La crise sanitaire planétaire que nous connaissons aujourd’hui montre à quel point nous ne pouvons dépendre des autres continents pour se protéger, se soigner, se nourrir. Pour la Revue Politique et Parlementaire Cathy Bijou a rencontré le député Olivier Dassault auteur d’une proposition de loi portant l’ambition pour le retour d’une grande Nation économique.
Revue Politique et Parlementaire – Le système hospitalier a-t-il a été sacrifié par les différentes politiques publiques de santé ?
Olivier Dassault – Le budget de la santé représente 270 milliards par an, c’est énorme. Nous avons longtemps vécu sur l’idée que la France fournissait les meilleurs soins en matière de santé et que nous avions le meilleur système au monde.
Si on se compare à notre voisin européen, il est incontestable que l’Allemagne s’en est mieux sortie que nous dans cette pandémie, avec une dépense de 13 % de son PIB en moins.
La santé est bien trop centralisée et croule sous les strates administratives.
Il y a trop d’intervenants qui ne prennent pas suffisamment en compte la réalité des territoires, en se basant sur des chiffres pour arriver à un objectif obsédant de fermetures de lits. L’organisation verticale de l’Etat fait régulièrement bondir les élus locaux et les professionnels de santé qui ne sont pas suffisamment écoutés.
Aujourd’hui, notre système de santé public tient dans cette crise épouvantable uniquement grâce au courage de nos soignants.

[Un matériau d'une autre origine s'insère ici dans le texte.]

use crate::config::ClusterConfig;
use crate::multiplexer::Session;
use crate::packet::PacketPool;
use crate::protocol::ClusterNode;
use crate::types::{ClusterError, ClusterMessage, NodeId, NodeRole, Result};
use futures::future::try_join_all;
use rkyv::{AlignedVec, Deserialize};
use std::net::SocketAddr;
use std::sync::Arc;
use tokio::io::{AsyncRead, AsyncReadExt, AsyncWrite, AsyncWriteExt};
use tokio::net::tcp::{OwnedReadHalf, OwnedWriteHalf};
use tokio::net::{TcpListener, TcpStream};
use tokio::sync::mpsc::{unbounded_channel, UnboundedReceiver};
use tracing::{debug, info, warn};

/// Frames larger than this are treated as a corrupt stream.
pub const MAX_FRAME_LEN: usize = 16 << 20;

/// Join the session described by `config`: masters wait for their slaves,
/// slaves connect to the master.
pub async fn join(config: ClusterConfig) -> Result<Session<ClusterNode>> {
    match config.role {
        NodeRole::Master => NetworkServer::bind(config).await?.start().await,
        NodeRole::Slave => NetworkClient::connect(&config).await,
    }
}

/// The master's listening side of a TCP session.
pub struct NetworkServer {
    listener: TcpListener,
    config: ClusterConfig,
}

impl NetworkServer {
    pub async fn bind(config: ClusterConfig) -> Result<Self> {
        config.validate()?;
        let listener = TcpListener::bind(config.master_addr).await?;
        info!(address = %listener.local_addr()?, slaves = config.slave_count, "master listening");
        Ok(Self { listener, config })
    }

    pub fn local_addr(&self) -> Result<SocketAddr> {
        Ok(self.listener.local_addr()?)
    }

    /// Accept exactly `slave_count` slaves, then start the session.
    pub async fn start(self) -> Result<Session<ClusterNode>> {
        let slave_count = self.config.slave_count;
        let mut sockets = Vec::with_capacity(slave_count);
        while sockets.len() < slave_count {
            let (socket, peer_addr) = self.listener.accept().await?;
            socket.set_nodelay(true)?;
            debug!(%peer_addr, "accepted slave connection");
            sockets.push(socket);
        }

        let capacity = self.config.packet_capacity;
        let handshakes = sockets
            .into_iter()
            .enumerate()
            .map(|(i, socket)| welcome(socket, i + 1, slave_count, capacity));
        let sockets = try_join_all(handshakes).await?;

        let (inbound_tx, inbound_rx) = unbounded_channel();
        let mut downlinks = Vec::with_capacity(slave_count);
        for (i, socket) in sockets.into_iter().enumerate() {
            let index = i + 1;
            let (reader, writer) = socket.into_split();
            let (down_tx, down_rx) = unbounded_channel();
            tokio::spawn(write_loop(writer, down_rx));

            let inbound = inbound_tx.clone();
            tokio::spawn(async move {
                read_loop(reader, |message| inbound.send((index, message)).is_ok()).await;
                let _ = inbound.send((index, ClusterMessage::Goodbye));
            });
            downlinks.push(down_tx);
        }

        let pool = PacketPool::new(capacity, self.config.max_packets);
        info!(slaves = slave_count, "cluster session started");
        Ok(Session::new(Arc::new(ClusterNode::master(pool, downlinks, inbound_rx))))
    }
}

async fn welcome(mut socket: TcpStream, slave_index: usize, slave_count: usize, capacity: usize) -> Result<TcpStream> {
    match read_frame(&mut socket).await? {
        Some(ClusterMessage::Hello { node_id, packet_capacity }) => {
            if packet_capacity as usize != capacity {
                return Err(ClusterError::Protocol(format!(
                    "slave {} uses packet capacity {packet_capacity}, session uses {capacity}",
                    NodeId(uuid::Uuid::from_u128(node_id))
                )));
            }
            let welcome = ClusterMessage::Welcome {
                slave_index: slave_index as u32,
                slave_count: slave_count as u32,
            };
            write_frame(&mut socket, &welcome).await?;
            debug!(slave = slave_index, node = %NodeId(uuid::Uuid::from_u128(node_id)), "slave joined");
            Ok(socket)
        }
        Some(other) => Err(ClusterError::Protocol(format!(
            "expected hello, got {}",
            other.kind()
        ))),
        None => Err(ClusterError::Disconnected),
    }
}

/// A slave's connection to the master.
pub struct NetworkClient;

impl NetworkClient {
    /// Connect to `config.master_addr`, retrying while the master is not yet
    /// listening.
    pub async fn connect(config: &ClusterConfig) -> Result<Session<ClusterNode>> {
        config.validate()?;
        let mut socket = connect_with_retry(config).await?;
        socket.set_nodelay(true)?;

        let node_id = NodeId::new();
        let hello = ClusterMessage::Hello {
            node_id: node_id.0.as_u128(),
            packet_capacity: u32::try_from(config.packet_capacity)
                .map_err(|_| ClusterError::Config("packet capacity does not fit u32".into()))?,
        };
        write_frame(&mut socket, &hello).await?;

        let slave_index = match read_frame(&mut socket).await? {
            Some(ClusterMessage::Welcome { slave_index, slave_count }) => {
                info!(slave = slave_index, slaves = slave_count, "joined cluster session");
                slave_index as usize
            }
            Some(other) => {
                return Err(ClusterError::Protocol(format!(
                    "expected welcome, got {}",
                    other.kind()
                )))
            }
            None => return Err(ClusterError::Disconnected),
        };

        let (reader, writer) = socket.into_split();
        let (up_tx, up_rx) = unbounded_channel();
        let (down_tx, down_rx) = unbounded_channel();
        tokio::spawn(write_loop(writer, up_rx));
        tokio::spawn(read_loop(reader, move |message| down_tx.send(message).is_ok()));

        let pool = PacketPool::new(config.packet_capacity, config.max_packets);
        Ok(Session::new(Arc::new(ClusterNode::slave(slave_index, pool, up_tx, down_rx))))
    }
}

async fn connect_with_retry(config: &ClusterConfig) -> Result<TcpStream> {
    let mut attempt = 1;
    loop {
        match TcpStream::connect(config.master_addr).await {
            Ok(stream) => return Ok(stream),
            Err(e) if attempt < config.connect_attempts => {
                debug!(attempt, error = %e, address = %config.master_addr, "master not reachable yet");
                attempt += 1;
                tokio::time::sleep(config.connect_backoff()).await;
            }
            Err(e) => return Err(e.into()),
        }
    }
}

async fn write_loop(mut writer: OwnedWriteHalf, mut outbound: UnboundedReceiver<ClusterMessage>) {
    while let Some(message) = outbound.recv().await {
        if let Err(e) = write_frame(&mut writer, &message).await {
            warn!(error = %e, "failed to write frame, dropping link");
            return;
        }
    }
    let _ = writer.shutdown().await;
}

/// Hand every frame read from `reader` to `deliver` until the connection
/// ends or `deliver` returns false.
async fn read_loop(mut reader: OwnedReadHalf, mut deliver: impl FnMut(ClusterMessage) -> bool) {
    loop {
        match read_frame(&mut reader).await {
            Ok(Some(message)) => {
                if !deliver(message) {
                    return;
                }
            }
            Ok(None) => {
                debug!("peer closed the connection");
                return;
            }
            Err(e) => {
                warn!(error = %e, "failed to read frame, dropping link");
                return;
            }
        }
    }
}

/// Write one frame: a little-endian u32 length followed by the rkyv archive.
pub async fn write_frame<W: AsyncWrite + Unpin>(writer: &mut W, message: &ClusterMessage) -> Result<()> {
    let bytes = rkyv::to_bytes::<_, 1024>(message)
        .map_err(|e| ClusterError::Protocol(format!("failed to encode {}: {e}", message.kind())))?;
    let len = u32::try_from(bytes.len())
        .ok()
        .filter(|len| *len as usize <= MAX_FRAME_LEN)
        .ok_or_else(|| ClusterError::Protocol(format!("frame of {} bytes is too large", bytes.len())))?;
    writer.write_all(&len.to_le_bytes()).await?;
    writer.write_all(&bytes).await?;
    writer.flush().await?;
    Ok(())
}

/// Read one frame. Returns `None` if the peer closed the stream between
/// frames.
pub async fn read_frame<R: AsyncRead + Unpin>(reader: &mut R) -> Result<Option<ClusterMessage>> {
    let mut len = [0u8; 4];
    match reader.read_exact(&mut len).await {
        Ok(_) => {}
        Err(e) if e.kind() == std::io::ErrorKind::UnexpectedEof => return Ok(None),
        Err(e) => return Err(e.into()),
    }
    let len = u32::from_le_bytes(len) as usize;
    if len > MAX_FRAME_LEN {
        return Err(ClusterError::Protocol(format!("frame of {len} bytes is too large")));
    }

    let mut buf = vec![0; len];
    reader.read_exact(&mut buf).await?;
    let mut aligned = AlignedVec::with_capacity(len);
    aligned.extend_from_slice(&buf);

    let archived = rkyv::check_archived_root::<ClusterMessage>(&aligned[..])
        .map_err(|e| ClusterError::Protocol(format!("invalid frame: {e}")))?;
    let message: ClusterMessage = archived
        .deserialize(&mut rkyv::Infallible)
        .unwrap_or_else(|never| match never {});
    Ok(Some(message))
}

Quand l’urgence sera passée, il faudra revoir nos fondamentaux, pas forcément en dépensant plus mais certainement en dépensant mieux et surtout en déplaçant les moyens vers les acteurs en première ligne.
RPP – Le court-termisme comptable a-t-il permis le siphonnage direct des ressources de l’hôpital ?
Olivier Dassault – 69 000 lits ont été supprimés en quinze ans. Certes, les interventions sont de moins en moins invasives et la chirurgie ambulatoire, de mieux en mieux adaptée aux pathologies, mais 69 000 lits, c’est beaucoup trop. L’humain doit rester au cœur des enjeux hospitaliers. Je préfère qu’on ferme des comités Théodule, qu’on abandonne les charges administratives imposées à nos soignants qui ont fait des études de médecine pour soigner les malades pas pour remplir des monticules de documents. Chaque expérience a ses conséquences. Ce virus aura au moins permis de mettre un coup de scalpel sur une politique dogmatique où le besoin de transparence absolue, obsessionnelle pour certains, n’est pas compatible avec la réalité du quotidien et les objectifs à atteindre : sauver des vies.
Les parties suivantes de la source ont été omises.